How and why I decided to fictionalize Marthe Simone.

When I first learned that Jewish children were saved at Chavaniac during the Holocaust, I was deeply moved. French resistance fighter Charles Boissier testified that almost the whole village was pledged to the cause. Chavaniac is a very small village, and yet, maquisard Aimé Montiel testified that almost sixty of these villagers fought alongside him. And in apparent defiance of Nazi occupation, the chateau issued a pamphlet saying they did not discriminate on the basis of religion.

In light of all this, I was excited to show how the work of Adrienne Lafayette and Beatrice Chanler culminated in heroism at Chavaniac. Imagine my surprise, then, to discover that this most modern period at the castle was the one about which the least is discoverable. Though communications between the Free Zone and America were possible before 1942, my research uncovered complaints from the chateau’s American benefactors that they weren’t even sure the Lafayette Preventorium was still operating.

There wasn’t much more information to be gleaned on the other side of the ocean. When I visited Chavaniac, guides told me castle records for the Second World War no longer exist. This was later confirmed by Myriam Waze, a founding member of the Lafayette et Liberté association. Thus I was forced to rely on other sources—like Giséle Naichouler Feldman’s touching memoir entitled Saved by the Spirit of Lafayette.

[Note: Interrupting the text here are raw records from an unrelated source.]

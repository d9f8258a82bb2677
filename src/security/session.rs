use chrono::{Duration, NaiveDateTime, Utc};
use log::{error, warn};
use rusqlite::{params, OptionalExtension};
use serde::Serialize;

use crate::db::DbPool;
use crate::models::user::User;
use crate::security::auth::ClientInfo;

/// What the server remembers about a signed-in client.
#[derive(Debug, Clone, Serialize, PartialEq)]
pub struct SessionState {
    pub user_id: i64,
    pub username: String,
    pub role_id: Option<i64>,
    pub last_activity: NaiveDateTime,
}

/// Per-request view of one client's session, built from the cookie token at
/// the start of the request and dropped at the end of it. Mutations are
/// written through to the `sessions` table immediately.
#[derive(Debug, Default)]
pub struct SessionContext {
    token: Option<String>,
    state: Option<SessionState>,
}

impl SessionContext {
    pub fn anonymous() -> Self {
        Self::default()
    }

    /// Resolve a cookie token. Unknown tokens and lookup failures both yield
    /// an anonymous context.
    pub fn load(pool: &DbPool, token: &str) -> Self {
        let conn = match pool.get() {
            Ok(c) => c,
            Err(e) => {
                error!("Session lookup: no connection: {}", e);
                return Self::anonymous();
            }
        };
        let found = conn
            .query_row(
                "SELECT user_id, username, role_id, last_activity FROM sessions WHERE id = ?1",
                params![token],
                |row| {
                    Ok(SessionState {
                        user_id: row.get(0)?,
                        username: row.get(1)?,
                        role_id: row.get(2)?,
                        last_activity: row.get(3)?,
                    })
                },
            )
            .optional();
        match found {
            Ok(Some(state)) => SessionContext {
                token: Some(token.to_string()),
                state: Some(state),
            },
            Ok(None) => Self::anonymous(),
            Err(e) => {
                error!("Session lookup failed: {}", e);
                Self::anonymous()
            }
        }
    }

    pub fn token(&self) -> Option<&str> {
        self.token.as_deref()
    }

    pub fn state(&self) -> Option<&SessionState> {
        self.state.as_ref()
    }

    pub fn user_id(&self) -> Option<i64> {
        self.state.as_ref().map(|s| s.user_id)
    }

    pub fn is_logged_in(&self) -> bool {
        self.user_id().is_some()
    }

    /// True when there is a last-activity timestamp and more than `lifetime`
    /// has passed since it.
    pub fn is_expired_at(&self, now: NaiveDateTime, lifetime: Duration) -> bool {
        match &self.state {
            Some(state) => now - state.last_activity > lifetime,
            None => false,
        }
    }

    /// Issue a fresh session for `user`. Any session this context already held
    /// is removed first, so a token never survives a change of identity.
    pub(crate) fn begin(
        &mut self,
        pool: &DbPool,
        user: &User,
        client: &ClientInfo,
        now: NaiveDateTime,
    ) -> Result<(), String> {
        self.destroy(pool);

        let token = uuid::Uuid::new_v4().to_string();
        let conn = pool.get().map_err(|e| e.to_string())?;
        conn.execute(
            "INSERT INTO sessions (id, user_id, username, role_id, created_at, last_activity, ip_address, user_agent)
             VALUES (?1, ?2, ?3, ?4, ?5, ?5, ?6, ?7)",
            params![
                token,
                user.id,
                user.username,
                user.role_id,
                now,
                client.ip_address,
                client.user_agent
            ],
        )
        .map_err(|e| e.to_string())?;

        self.token = Some(token);
        self.state = Some(SessionState {
            user_id: user.id,
            username: user.username.clone(),
            role_id: user.role_id,
            last_activity: now,
        });
        Ok(())
    }

    /// Record activity at `now`. The in-memory timestamp moves even if the
    /// write fails; the next request simply sees the older stored value.
    pub fn touch(&mut self, pool: &DbPool, now: NaiveDateTime) -> Result<(), String> {
        let (token, state) = match (&self.token, &mut self.state) {
            (Some(t), Some(s)) => (t, s),
            _ => return Ok(()),
        };
        state.last_activity = now;
        let conn = pool.get().map_err(|e| e.to_string())?;
        conn.execute(
            "UPDATE sessions SET last_activity = ?1 WHERE id = ?2",
            params![now, token],
        )
        .map_err(|e| e.to_string())?;
        Ok(())
    }

    /// Forget everything about this session. The in-memory state is cleared
    /// unconditionally; a failed row delete is only reported.
    pub fn destroy(&mut self, pool: &DbPool) {
        self.state = None;
        if let Some(token) = self.token.take() {
            let deleted = pool
                .get()
                .map_err(|e| e.to_string())
                .and_then(|conn| {
                    conn.execute("DELETE FROM sessions WHERE id = ?1", params![token])
                        .map_err(|e| e.to_string())
                });
            if let Err(e) = deleted {
                warn!("Could not delete session row: {}", e);
            }
        }
    }
}

/// Remove sessions idle for longer than `lifetime`.
pub fn cleanup_expired(pool: &DbPool, lifetime: Duration) -> Result<usize, String> {
    let conn = pool.get().map_err(|e| e.to_string())?;
    let cutoff = Utc::now().naive_utc() - lifetime;
    conn.execute(
        "DELETE FROM sessions WHERE last_activity < ?1",
        params![cutoff],
    )
    .map_err(|e| e.to_string())
}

Giséle and her brother were hidden and protected at the chateau—and she recounts that an additional fifteen Jewish children were brought to the preventorium, betrayed by a supervisor, and escaped high into the mountains with the help staff and resistance fighters. Unfortunately, this recollection does not name the persons involved in orchestrating the escape. Ms. Feldman also asserts that her brother witnessed resistance fighters storing weapons under the floorboards at the boys’ dormitory of the preventorium, but again, does not say which staff members aided or abetted them. The Resistance had a friend in the aging Marie-Louise LeVerrier, whose carefully worded letters, reprinted in the American Friends of Lafayette Gazette, tell us not only about the young German soldier who was beaten to death at the train station, but also that the castle’s museum collection, including George Washington’s dueling pistol was hidden from the Nazis. Yet she doesn’t say where or by whom. Resistants praised the women of Chavaniac for marching on Bastille Day in defiance of the Nazis, but didn’t name which women of the castle took part. Charles Boissier tells us a fifteen year old boy from the preventorium joined the resistance, but not which one.

These mysteries presented a real challenge. I had overwhelming evidence that heroic acts took place at and around Chavaniac—often by women and often in Lafayette’s name, as the true story of Lafayette’s stolen statue and The Secret Army of Lafayette attests—but I couldn’t know who the heroes and heroines were.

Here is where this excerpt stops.